*** Opening DATA SHOWN ***

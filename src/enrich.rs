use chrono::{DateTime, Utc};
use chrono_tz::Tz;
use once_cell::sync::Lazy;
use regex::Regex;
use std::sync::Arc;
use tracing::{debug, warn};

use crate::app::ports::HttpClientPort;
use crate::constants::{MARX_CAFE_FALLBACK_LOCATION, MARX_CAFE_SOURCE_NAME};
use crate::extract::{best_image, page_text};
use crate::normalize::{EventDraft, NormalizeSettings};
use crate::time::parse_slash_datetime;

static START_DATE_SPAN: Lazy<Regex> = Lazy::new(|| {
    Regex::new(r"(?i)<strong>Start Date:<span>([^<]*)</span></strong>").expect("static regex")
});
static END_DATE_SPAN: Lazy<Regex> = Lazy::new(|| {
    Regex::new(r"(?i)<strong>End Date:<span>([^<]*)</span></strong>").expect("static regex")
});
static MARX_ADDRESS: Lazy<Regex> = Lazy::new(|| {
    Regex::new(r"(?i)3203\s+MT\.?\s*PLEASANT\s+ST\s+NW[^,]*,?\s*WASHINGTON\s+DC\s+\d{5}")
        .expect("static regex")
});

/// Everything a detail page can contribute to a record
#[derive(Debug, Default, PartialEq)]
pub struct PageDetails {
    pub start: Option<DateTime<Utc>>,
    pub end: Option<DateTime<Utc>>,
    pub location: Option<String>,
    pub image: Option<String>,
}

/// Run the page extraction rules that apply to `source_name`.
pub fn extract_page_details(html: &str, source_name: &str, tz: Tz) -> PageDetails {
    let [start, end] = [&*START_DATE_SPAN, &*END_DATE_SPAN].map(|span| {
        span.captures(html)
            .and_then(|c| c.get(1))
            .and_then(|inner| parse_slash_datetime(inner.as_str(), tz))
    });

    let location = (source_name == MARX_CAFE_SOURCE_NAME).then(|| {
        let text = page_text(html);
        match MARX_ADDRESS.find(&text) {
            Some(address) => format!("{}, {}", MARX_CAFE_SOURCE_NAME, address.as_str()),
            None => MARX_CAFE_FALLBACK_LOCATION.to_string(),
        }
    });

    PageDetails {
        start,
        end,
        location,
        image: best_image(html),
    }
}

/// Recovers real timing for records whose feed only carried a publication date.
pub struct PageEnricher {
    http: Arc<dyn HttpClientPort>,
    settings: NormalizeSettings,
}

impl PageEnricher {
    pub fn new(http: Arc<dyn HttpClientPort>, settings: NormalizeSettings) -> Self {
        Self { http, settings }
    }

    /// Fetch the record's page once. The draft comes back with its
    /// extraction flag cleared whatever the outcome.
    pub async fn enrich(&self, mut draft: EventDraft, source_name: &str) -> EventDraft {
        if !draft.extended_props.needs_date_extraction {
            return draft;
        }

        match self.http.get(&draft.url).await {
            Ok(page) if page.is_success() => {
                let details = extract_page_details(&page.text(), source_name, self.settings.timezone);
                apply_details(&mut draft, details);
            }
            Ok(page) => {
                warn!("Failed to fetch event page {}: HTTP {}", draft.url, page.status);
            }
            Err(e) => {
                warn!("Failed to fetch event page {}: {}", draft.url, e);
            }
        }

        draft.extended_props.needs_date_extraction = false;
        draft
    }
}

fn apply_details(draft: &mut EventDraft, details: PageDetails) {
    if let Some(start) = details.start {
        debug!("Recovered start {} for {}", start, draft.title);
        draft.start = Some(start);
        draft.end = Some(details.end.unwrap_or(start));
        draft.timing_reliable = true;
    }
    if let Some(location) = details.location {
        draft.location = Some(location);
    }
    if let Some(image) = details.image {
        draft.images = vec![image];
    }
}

*** Closing DATA SHOWN ***

* [TASK ITEM]: Scan the listing for the string "EventDraft", then copy every line where it appears.

* [SOLUTION TO THIS EXERCISE]:
use crate::normalize::{EventDraft, NormalizeSettings};
    pub async fn enrich(&self, mut draft: EventDraft, source_name: &str) -> EventDraft {
fn apply_details(draft: &mut EventDraft, details: PageDetails) {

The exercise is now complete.